Our trip to Baltimore yesterday was not routine because we threw in an appointment with Dr. Tim Wang, director of the Cutaneous Surgery & Oncology Unit at Johns Hopkins. What I learned was different from what I expected.
Robert’s oncologist, Dr. Evan Lipson, referred us to Dr. Wang in a previous visit when I complained that a dermatologist here in D.C. wouldn’t show me what he was seeing on Robert’s body during an exam. I understand that was an unusual request, but I want to know what to look for. Dr. Wang has a reputation for helping people learn about melanoma, so we decided to consult with him for one of Robert’s quarterly skin check-ups.
Dr. Wang might have chuckled when he read Robert’s response on the pre-appointment form to questions about why we were there. The form asked about the location on the patient’s body of any troublesome spots, and also how long they had been there. A bit frustrated, perhaps, Robert muttered, “they’ve got to be kidding,” before writing “Everywhere” and “Forever.” That about sums it up ...
It also could give you an indication of how frustrated I have been trying to apply the ABCDE principles when I look at Robert’s spots, as suggested by a National Cancer Institute nurse earlier this month. How long do they think I could get him to lie still? Let someone else do that ...
But that left me with, basically, nothing to go on, so I was looking forward to taking lessons from Dr. Wang. Here’s what I learned.
First, check out the local area where the primary melanoma was removed from. This is important because a melanoma that’s been resected is most likely to come back in that same area. First, Dr. Wang said, not only should I look at the graft but also run my finger over it. Look for bumps or lumps particularly along the margins of the graft and just outside the graft area. These don’t need to be colored – they could appear as flesh-colored bumps.
Next, we should check Robert’s lymph nodes regularly for enlarged nodes, the size of a marble or golf ball. There are still plenty of nodes left in his neck, and I will notice if any of them are enlarged. I’ll leave digging in his armpits and groins for him to do ...
The third task is the one I had puzzled over – looking for another melanoma to pop up somewhere else on his body. Dr. Wang said about 5% of melanoma patients have a second primary, which might present as any other cutaneous melanoma – a dark, asymmetrical spot with uneven edges and uneven color. But how to find one? On people, like Robert, with lots of sun damage and freckles, “you would go crazy if you did the ABCD thing for all of them,” he said.
This is particularly true if you try to start out focusing on individual spots. The secret is, don’t stand too close! I pointed to one particular spot on Robert’s back and another on his forehead that appeared to be darker than the others. Dr. Wang suggested that I stand back and look again. I could still see those spots, but now I also noticed others that were just as dark.
A worrisome spot (“spooky,” as Dr. Wang put it) would be bigger than a freckle. It would be not only dark, but also rough and uneven, possibly bleeding. I think size is another factor – they generally are at least 6mm in diameter – though they have to start somewhere and perhaps just go unnoticed when they are smaller than ¼ inch. That’s why the docs recommend that you look once a month and take note of any spots that are evolving, or growing.

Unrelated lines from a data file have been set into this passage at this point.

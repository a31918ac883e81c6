use crate::cancel::CancellationToken;
use std::path::{Path, PathBuf};
use std::time::{Duration, Instant};
use thiserror::Error;

pub const DEFAULT_POLL_INTERVAL: Duration = Duration::from_millis(500);

#[derive(Error, Debug, Clone, PartialEq, Eq)]
pub enum ReadinessError {
    #[error("{sentinel:?} did not appear within {waited:?}")]
    Timeout { sentinel: PathBuf, waited: Duration },

    #[error("wait for {0:?} was cancelled")]
    Cancelled(PathBuf),
}

/// Blocks until the probe wrapper has created its sentinel directory.
///
/// A missing sentinel just means "not ready yet". Without a timeout the wait
/// only ends when the sentinel shows up or the token is cancelled.
#[derive(Debug, Clone)]
pub struct ReadinessGate {
    sentinel: PathBuf,
    poll_interval: Duration,
    timeout: Option<Duration>,
}

impl ReadinessGate {
    pub fn new(sentinel: impl Into<PathBuf>) -> Self {
        Self {
            sentinel: sentinel.into(),
            poll_interval: DEFAULT_POLL_INTERVAL,
            timeout: None,
        }
    }

    pub fn with_poll_interval(mut self, poll_interval: Duration) -> Self {
        self.poll_interval = poll_interval;
        self
    }

    pub fn with_timeout(mut self, timeout: Option<Duration>) -> Self {
        self.timeout = timeout;
        self
    }

    pub fn sentinel(&self) -> &Path {
        &self.sentinel
    }

    pub fn is_ready(&self) -> bool {
        self.sentinel.exists()
    }

    pub fn wait(&self, cancel: &CancellationToken) -> Result<(), ReadinessError> {
        if self.is_ready() {
            return Ok(());
        }

        tracing::info!(sentinel = %self.sentinel.display(), "waiting for probe wrapper to be available");
        let start_time = Instant::now();
        loop {
            if cancel.is_cancelled() {
                return Err(ReadinessError::Cancelled(self.sentinel.clone()));
            }

            let waited = start_time.elapsed();
            if let Some(timeout) = self.timeout {
                if waited >= timeout {
                    return Err(ReadinessError::Timeout {
                        sentinel: self.sentinel.clone(),
                        waited,
                    });
                }
            }

            let nap = match self.timeout {
                Some(timeout) => self.poll_interval.min(timeout - waited),
                None => self.poll_interval,
            };
            std::thread::sleep(nap);

            if self.is_ready() {
                tracing::info!(waited = ?start_time.elapsed(), "probe wrapper is available");
                return Ok(());
            }
            tracing::debug!(sentinel = %self.sentinel.display(), "probe wrapper not ready yet");
        }
    }
}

It was hard to learn what to look for when Dr. Wang didn’t see anything. But he did point out a spot on Robert’s lower leg, just above the ankle, where two freckles seem to have blended together. Seen together, they are not symmetrical and are bigger than the others. We’ll watch them, but he was pretty sure they were just that – two freckles too close to separate on sight.
GVAX – Cycle 4
We are old hats now at getting the GVAX injections. The blood is drawn first-thing – lots of it, but Patient Robert lies on a gurney now and Nurse Robert draws the blood slowly so it won’t come as such a shock to the patient’s system. While the regular lab levels are being measured to make sure there are no indications of infection or illness that would preclude continuing with the vaccine, we see Dr. Lipson and talk about Robert’s reaction to the injections while he does the physical exam and palpates lymph nodes.

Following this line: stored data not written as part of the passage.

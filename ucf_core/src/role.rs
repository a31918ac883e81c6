use crate::error::ValidationError;
use serde::Serialize;

/// Node id reserved for the campaign master.
pub const MASTER_ID: &str = "0";
const MASTER_NAME: &str = "master";
const SECONDARY_PREFIX: &str = "fuzzer";

/// The part a node plays in a campaign, derived from its node id.
#[derive(Debug, Clone, PartialEq, Eq, Serialize)]
#[serde(tag = "role", content = "name", rename_all = "kebab-case")]
pub enum NodeRole {
    Master,
    Secondary(String),
}

impl NodeRole {
    /// `"0"` is the master; every other id, numeric or not, names a secondary `fuzzer<id>`.
    pub fn resolve(node_id: &str) -> Self {
        if node_id == MASTER_ID {
            NodeRole::Master
        } else {
            NodeRole::Secondary(format!("{SECONDARY_PREFIX}{node_id}"))
        }
    }

    pub fn is_master(&self) -> bool {
        matches!(self, NodeRole::Master)
    }

    /// Name of the node's directory below the campaign output root.
    pub fn name(&self) -> &str {
        match self {
            NodeRole::Master => MASTER_NAME,
            NodeRole::Secondary(name) => name.as_str(),
        }
    }

    /// afl-fuzz selection flag and its value, e.g. `["-S", "fuzzer3"]`.
    pub fn selection_args(&self) -> [&str; 2] {
        match self {
            NodeRole::Master => ["-M", MASTER_NAME],
            NodeRole::Secondary(name) => ["-S", name.as_str()],
        }
    }

    pub fn selection_flag(&self) -> String {
        self.selection_args().join(" ")
    }
}

#[derive(Debug, Clone, Copy, PartialEq, Eq, Default)]
pub enum IdentifierPolicy {
    /// Any token is accepted as a secondary suffix.
    #[default]
    Lenient,
    /// Only non-empty decimal ids are accepted.
    Strict,
}

impl IdentifierPolicy {
    pub fn from_strict_flag(strict: bool) -> Self {
        if strict {
            IdentifierPolicy::Strict
        } else {
            IdentifierPolicy::Lenient
        }
    }
}

fn is_decimal(node_id: &str) -> bool {
    !node_id.is_empty() && node_id.bytes().all(|b| b.is_ascii_digit())
}

/// Checks `node_id` against `policy`. Lenient mode only warns about odd ids.
pub fn validate_node_id(node_id: &str, policy: IdentifierPolicy) -> Result<(), ValidationError> {
    if is_decimal(node_id) {
        return Ok(());
    }
    match policy {
        IdentifierPolicy::Strict => Err(ValidationError::MalformedNodeId {
            node_id: node_id.to_string(),
        }),
        IdentifierPolicy::Lenient => {
            tracing::warn!(
                node_id,
                "node id is not a decimal number, using it verbatim as a secondary suffix"
            );
            Ok(())
        }
    }
}

#[cfg(test)]
mod tests {
    use super::*;

    #[test]
    fn zero_is_master() {
        let role = NodeRole::resolve("0");
        assert_eq!(role, NodeRole::Master);
        assert!(role.is_master());
        assert_eq!(role.name(), "master");
        assert_eq!(role.selection_args(), ["-M", "master"]);
        assert_eq!(role.selection_flag(), "-M master");
    }

    #[test]
    fn other_ids_are_secondaries() {
        for id in ["1", "3", "42", "00", "abc", ""] {
            let role = NodeRole::resolve(id);
            let expected = format!("fuzzer{id}");
            assert_eq!(role, NodeRole::Secondary(expected.clone()));
            assert!(!role.is_master());
            assert_eq!(role.name(), expected);
            assert_eq!(role.selection_flag(), format!("-S {expected}"));
        }
    }

    #[test]
    fn lenient_policy_accepts_any_token() {
        assert!(validate_node_id("7", IdentifierPolicy::Lenient).is_ok());
        assert!(validate_node_id("gpu-box", IdentifierPolicy::Lenient).is_ok());
        assert!(validate_node_id("", IdentifierPolicy::Lenient).is_ok());
    }

    #[test]
    fn strict_policy_rejects_non_decimal_ids() {
        assert!(validate_node_id("0", IdentifierPolicy::Strict).is_ok());
        assert!(validate_node_id("12", IdentifierPolicy::Strict).is_ok());
        assert_eq!(
            validate_node_id("x1", IdentifierPolicy::Strict),
            Err(ValidationError::MalformedNodeId {
                node_id: "x1".to_string()
            })
        );
        assert!(validate_node_id("", IdentifierPolicy::Strict).is_err());
        assert!(validate_node_id("-1", IdentifierPolicy::Strict).is_err());
    }

    #[test]
    fn role_serializes_with_name() {
        let json = serde_json::to_string(&NodeRole::resolve("2")).unwrap();
        assert_eq!(json, r#"{"role":"secondary","name":"fuzzer2"}"#);
        let json = serde_json::to_string(&NodeRole::Master).unwrap();
        assert_eq!(json, r#"{"role":"master"}"#);
    }
}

Cycle 3 seems to have caused less of a reaction, and Dr. Lipson said there is no set pattern with it – some patients continue to have more severe swelling and itching, but others don’t. Robert mentioned that he believes there has been one point of consistency in his reactions – a “raging heartburn” that comes on even before we get onto I-95 to drive home. Dr. Lipson and Susan, the study nurse, seemed surprised – as though this was a new finding, if it is related. But then again, we don’t know – and probably won’t – whether it is related to the vaccine. It seems to Robert as though it’s related, and indeed it happened again yesterday, although the reaction was a bit delayed this time – just long enough for us to go to Bertha’s and eat some mussels.

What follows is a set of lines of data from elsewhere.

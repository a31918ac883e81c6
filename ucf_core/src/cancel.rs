use std::sync::Arc;
use std::sync::atomic::{AtomicBool, Ordering};

/// Shared flag observed by the blocking steps of a campaign node.
///
/// Clones share the same flag, so a signal handler can hold one clone while
/// the readiness wait and the launcher poll another.
#[derive(Debug, Clone, Default)]
pub struct CancellationToken {
    cancelled: Arc<AtomicBool>,
}

impl CancellationToken {
    pub fn new() -> Self {
        Self::default()
    }

    pub fn cancel(&self) {
        self.cancelled.store(true, Ordering::SeqCst);
    }

    pub fn is_cancelled(&self) -> bool {
        self.cancelled.load(Ordering::SeqCst)
    }
}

Perhaps it is related to the “garlic breath,” which I found to be much more objectionable yesterday than after the first three cycles. That reaction was much more noticeable to me this time than in the past. It doesn’t seem to bother Robert at all.
Although the swelling was there this time, it seemed to be less bothersome. Robert did not complain of itching yesterday or today.
So, tomorrow morning we are off to Baltimore early for the post-Cycle 4 biopsy. Feel free to call or email if you have questions, but please don’t expect an answer until Friday.